Initially the project cost was estimated to be Rs330 million but was later revised to Rs500 million.
The massive security arrangements include a kilometre peripheral wall with CCTV cameras all around the complex.
The official residence of the chief minister was getting ready at a time when his other plan of demolishing the existing Secretariat buildings and replacing them with a new single tower had to be scrapped following intense protest by the opposition and the financial constraints created by the recent demonetisation move by the Centre.
However the splurging of money by the Chief Minister on a dream house for himself has come under attack from the entire opposition.
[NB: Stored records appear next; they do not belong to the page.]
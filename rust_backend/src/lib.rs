//! Set-up tooling for monthly DiffImg end-to-end runs.
//!
//! Given a sky pointing, the crate queries the exposure catalog, applies the
//! quality cuts, splits the exposures into a search set and a template set,
//! and writes the files the DiffImg DAG consumes:
//!
//! - [`render::DagTemplate`]: the DAGMaker `.rc` with `SEASON`, `TWINDOW`,
//!   `MIN_NITE` and `MAX_NITE` filled in
//! - [`render::manifest`]: the search exposure list and the annotated table
//! - [`render::PostprocIni`]: the post-processing configuration
//!
//! [`services::job_stats`] reports on the outputs of a submitted run.
//!
//! # Modules
//!
//! - [`config`]: TOML configuration
//! - [`db`]: exposure catalog trait and backends
//! - [`error`]: crate error type
//! - [`io`]: exposure table and id list loading
//! - [`logging`]: tracing setup and per-operation scopes
//! - [`models`]: exposures, nights, bands, seasons, pointings
//! - [`render`]: output files
//! - [`selection`]: quality cuts, partitioning and the time window
//! - [`services`]: end-to-end workflows
//! - [`time`]: MJD conversions

pub mod config;
pub mod db;
pub mod error;
pub mod io;
pub mod logging;
pub mod models;
pub mod render;
pub mod selection;
pub mod services;
pub mod time;

pub use error::{DagError, DagResult};
//! Exposure quality cuts applied before partitioning.

use serde::{Deserialize, Serialize};
use std::collections::BTreeSet;

use crate::models::{Band, ExposureRecord, ExposureTable};

/// Acceptance criteria for candidate exposures. All bounds are inclusive.
#[derive(Debug, Clone, PartialEq, Serialize, Deserialize)]
pub struct QualityCuts {
    #[serde(default = "default_min_exposure_time")]
    pub min_exposure_time: f64,
    #[serde(default = "default_max_exposure_time")]
    pub max_exposure_time: f64,
    #[serde(default = "default_min_quality")]
    pub min_quality: f64,
    #[serde(default = "default_bands")]
    pub bands: BTreeSet<Band>,
}

fn default_min_exposure_time() -> f64 {
    30.0
}

fn default_max_exposure_time() -> f64 {
    200.0
}

fn default_min_quality() -> f64 {
    0.05
}

fn default_bands() -> BTreeSet<Band> {
    [Band::U, Band::G, Band::R, Band::I, Band::Z, Band::Y]
        .into_iter()
        .collect()
}

impl Default for QualityCuts {
    fn default() -> Self {
        Self {
            min_exposure_time: default_min_exposure_time(),
            max_exposure_time: default_max_exposure_time(),
            min_quality: default_min_quality(),
            bands: default_bands(),
        }
    }
}

impl QualityCuts {
    pub fn accepts(&self, record: &ExposureRecord) -> bool {
        (self.min_exposure_time..=self.max_exposure_time).contains(&record.exposure_time)
            && record.quality_metric >= self.min_quality
            && self.bands.contains(&record.band)
    }

    /// Drop every record that fails a cut; order is preserved.
    pub fn apply(&self, table: ExposureTable) -> ExposureTable {
        table.retain(|record| self.accepts(record))
    }
}

#[cfg(test)]
mod tests {
    use super::*;
    use crate::models::Night;

    fn exposure(id: i64, exposure_time: f64, teff: f64, band: Band) -> ExposureRecord {
        ExposureRecord {
            exposure_id: id,
            night: Night::new(20230101),
            mjd: 59945.1,
            ra: 60.0,
            dec: -30.0,
            band,
            exposure_time,
            quality_metric: teff,
            propid: String::new(),
            obs_type: "object".to_string(),
            object: String::new(),
            is_search: false,
        }
    }

    #[test]
    fn test_bounds_are_inclusive() {
        let cuts = QualityCuts::default();
        assert!(cuts.accepts(&exposure(1, 30.0, 0.05, Band::G)));
        assert!(cuts.accepts(&exposure(2, 200.0, 0.05, Band::G)));
        assert!(!cuts.accepts(&exposure(3, 29.9, 0.5, Band::G)));
        assert!(!cuts.accepts(&exposure(4, 200.1, 0.5, Band::G)));
        assert!(!cuts.accepts(&exposure(5, 90.0, 0.049, Band::G)));
    }

    #[test]
    fn test_band_outside_set_rejected() {
        let cuts = QualityCuts::default();
        assert!(!cuts.accepts(&exposure(1, 90.0, 0.5, Band::VR)));
        assert!(!cuts.accepts(&exposure(2, 90.0, 0.5, Band::Other("N964".to_string()))));
    }

    #[test]
    fn test_apply_preserves_order() {
        let table = ExposureTable::new(vec![
            exposure(3, 90.0, 0.5, Band::R),
            exposure(1, 10.0, 0.5, Band::R),
            exposure(2, 90.0, 0.5, Band::Z),
        ])
        .unwrap();

        let kept = QualityCuts::default().apply(table);
        let ids: Vec<i64> = kept.iter().map(|r| r.exposure_id).collect();
        assert_eq!(ids, vec![3, 2]);
    }
}
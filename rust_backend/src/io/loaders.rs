use serde::{Deserialize, Serialize};
use std::fs;
use std::path::Path;

use crate::db::repository::{CatalogError, CatalogResult};
use crate::error::{DagError, DagResult};
use crate::models::{Band, ExposureRecord, Night};

/// Column order of the whitespace-separated `.tab` exposure dumps.
pub const TAB_COLUMNS: [&str; 12] = [
    "EXPNUM", "NITE", "MJD", "RA", "DEC", "BAND", "EXPTIME", "PROPID", "OBJECT", "TEFF",
    "COMMENT", "SEARCH",
];

/// Header of CSV exposure tables, in [`ExposureRow`] field order.
pub const CSV_COLUMNS: [&str; 12] = [
    "EXPNUM", "NITE", "MJD", "RA", "DEC", "BAND", "EXPTIME", "PROPID", "OBSTYPE", "OBJECT",
    "TEFF", "SEARCH",
];

/// One exposure row as stored in CSV tables.
///
/// This is also the layout of the annotated table written next to the search
/// manifest, so a written table can be loaded back as a catalog.
#[derive(Debug, Clone, PartialEq, Serialize, Deserialize)]
pub struct ExposureRow {
    #[serde(rename = "EXPNUM")]
    pub expnum: i64,
    #[serde(rename = "NITE")]
    pub nite: u32,
    #[serde(rename = "MJD")]
    pub mjd: f64,
    #[serde(rename = "RA")]
    pub ra: f64,
    #[serde(rename = "DEC")]
    pub dec: f64,
    #[serde(rename = "BAND")]
    pub band: String,
    #[serde(rename = "EXPTIME")]
    pub exptime: f64,
    #[serde(rename = "PROPID", default)]
    pub propid: String,
    #[serde(rename = "OBSTYPE", default)]
    pub obstype: String,
    #[serde(rename = "OBJECT", default)]
    pub object: String,
    #[serde(rename = "TEFF")]
    pub teff: f64,
    #[serde(rename = "SEARCH", default)]
    pub search: Option<bool>,
}

impl TryFrom<ExposureRow> for ExposureRecord {
    type Error = CatalogError;

    fn try_from(row: ExposureRow) -> CatalogResult<Self> {
        let band = row.band.parse::<Band>().map_err(|e| {
            CatalogError::SchemaError(format!("exposure {}: {}", row.expnum, e))
        })?;
        Ok(ExposureRecord {
            exposure_id: row.expnum,
            night: Night::new(row.nite),
            mjd: row.mjd,
            ra: row.ra,
            dec: row.dec,
            band,
            exposure_time: row.exptime,
            quality_metric: row.teff,
            propid: row.propid,
            obs_type: row.obstype,
            object: row.object,
            is_search: row.search.unwrap_or(false),
        })
    }
}

impl From<&ExposureRecord> for ExposureRow {
    fn from(record: &ExposureRecord) -> Self {
        Self {
            expnum: record.exposure_id,
            nite: record.night.code(),
            mjd: record.mjd,
            ra: record.ra,
            dec: record.dec,
            band: record.band.to_string(),
            exptime: record.exposure_time,
            propid: record.propid.clone(),
            obstype: record.obs_type.clone(),
            object: record.object.clone(),
            teff: record.quality_metric,
            search: Some(record.is_search),
        }
    }
}

/// Loads exposure tables into typed records.
pub struct ExposureTableLoader;

impl ExposureTableLoader {
    /// Load a table, picking the format from the extension (`.tab` is
    /// whitespace-separated without a header, everything else is CSV).
    pub fn load_from_file(path: &Path) -> CatalogResult<Vec<ExposureRecord>> {
        match path.extension().and_then(|ext| ext.to_str()) {
            Some("tab") => Self::load_from_tab(path),
            _ => Self::load_from_csv(path),
        }
    }

    /// Load a headed CSV table. A missing or malformed column fails the whole load.
    pub fn load_from_csv(path: &Path) -> CatalogResult<Vec<ExposureRecord>> {
        let mut reader = csv::Reader::from_path(path).map_err(|e| {
            CatalogError::ConnectionError(format!("Failed to open {}: {}", path.display(), e))
        })?;

        reader
            .deserialize::<ExposureRow>()
            .enumerate()
            .map(|(idx, row)| {
                let row = row.map_err(|e| {
                    CatalogError::SchemaError(format!(
                        "{} row {}: {}",
                        path.display(),
                        idx + 1,
                        e
                    ))
                })?;
                ExposureRecord::try_from(row)
            })
            .collect()
    }

    /// Load a whitespace-separated dump in [`TAB_COLUMNS`] order.
    pub fn load_from_tab(path: &Path) -> CatalogResult<Vec<ExposureRecord>> {
        let content = fs::read_to_string(path).map_err(|e| {
            CatalogError::ConnectionError(format!("Failed to read {}: {}", path.display(), e))
        })?;
        Self::parse_tab(&content)
    }

    pub fn parse_tab(content: &str) -> CatalogResult<Vec<ExposureRecord>> {
        content
            .lines()
            .enumerate()
            .filter(|(_, line)| !line.trim().is_empty() && !line.trim_start().starts_with('#'))
            .map(|(idx, line)| parse_tab_line(idx + 1, line))
            .collect()
    }
}

fn parse_tab_line(line_no: usize, line: &str) -> CatalogResult<ExposureRecord> {
    let fields: Vec<&str> = line.split_whitespace().collect();
    if fields.len() != TAB_COLUMNS.len() {
        return Err(CatalogError::SchemaError(format!(
            "line {}: expected {} columns, found {}",
            line_no,
            TAB_COLUMNS.len(),
            fields.len()
        )));
    }

    fn field<T: std::str::FromStr>(fields: &[&str], col: usize, line_no: usize) -> CatalogResult<T> {
        fields[col].parse::<T>().map_err(|_| {
            CatalogError::SchemaError(format!(
                "line {}: invalid {} value {:?}",
                line_no, TAB_COLUMNS[col], fields[col]
            ))
        })
    }

    let search = match fields[11].to_lowercase().as_str() {
        "true" | "t" | "1" => true,
        "false" | "f" | "0" => false,
        other => {
            return Err(CatalogError::SchemaError(format!(
                "line {}: invalid SEARCH value {:?}",
                line_no, other
            )))
        }
    };

    let row = ExposureRow {
        expnum: field(&fields, 0, line_no)?,
        nite: field(&fields, 1, line_no)?,
        mjd: field(&fields, 2, line_no)?,
        ra: field(&fields, 3, line_no)?,
        dec: field(&fields, 4, line_no)?,
        band: fields[5].to_string(),
        exptime: field(&fields, 6, line_no)?,
        propid: fields[7].to_string(),
        obstype: "object".to_string(),
        object: fields[8].to_string(),
        teff: field(&fields, 9, line_no)?,
        search: Some(search),
    };
    ExposureRecord::try_from(row)
}

/// Read an exposure id list: one id per line, blank lines ignored.
pub fn read_id_list(path: &Path) -> DagResult<Vec<i64>> {
    let content = fs::read_to_string(path).map_err(|e| DagError::read(path, e))?;
    parse_id_list(&content)
}

pub fn parse_id_list(content: &str) -> DagResult<Vec<i64>> {
    content
        .lines()
        .map(str::trim)
        .filter(|line| !line.is_empty())
        .map(|line| {
            line.parse::<i64>()
                .map_err(|_| DagError::Config(format!("Invalid exposure id in list: {:?}", line)))
        })
        .collect()
}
Leader of the opposition in the state legislative council, Mohammad Ali Shabbir, equated KCR with the Roman emperor Niro and termed moving in to the posh house as morally incorrect when his election promise of double bed room houses for the poor remain unfulfilled.
“Where are the houses which he promised to the poor,” Shabbir asked.
“How can he do this when people were reeling under the impact of currency crisis? The new bungalow of the CM is a fitting example of how he was deceiving the poor,” he said.
Telangana Telugu Desam working president A Revanth Reddy asked how the Chief Minister got his bungalow completed in just nine months when so many other public buildings were lying neglected and incomplete for which he had laid the foundation stones.
“Why Christian Bhavan, Banjara Bhavan and Adivasi Bhavan were not built like this,” he asked.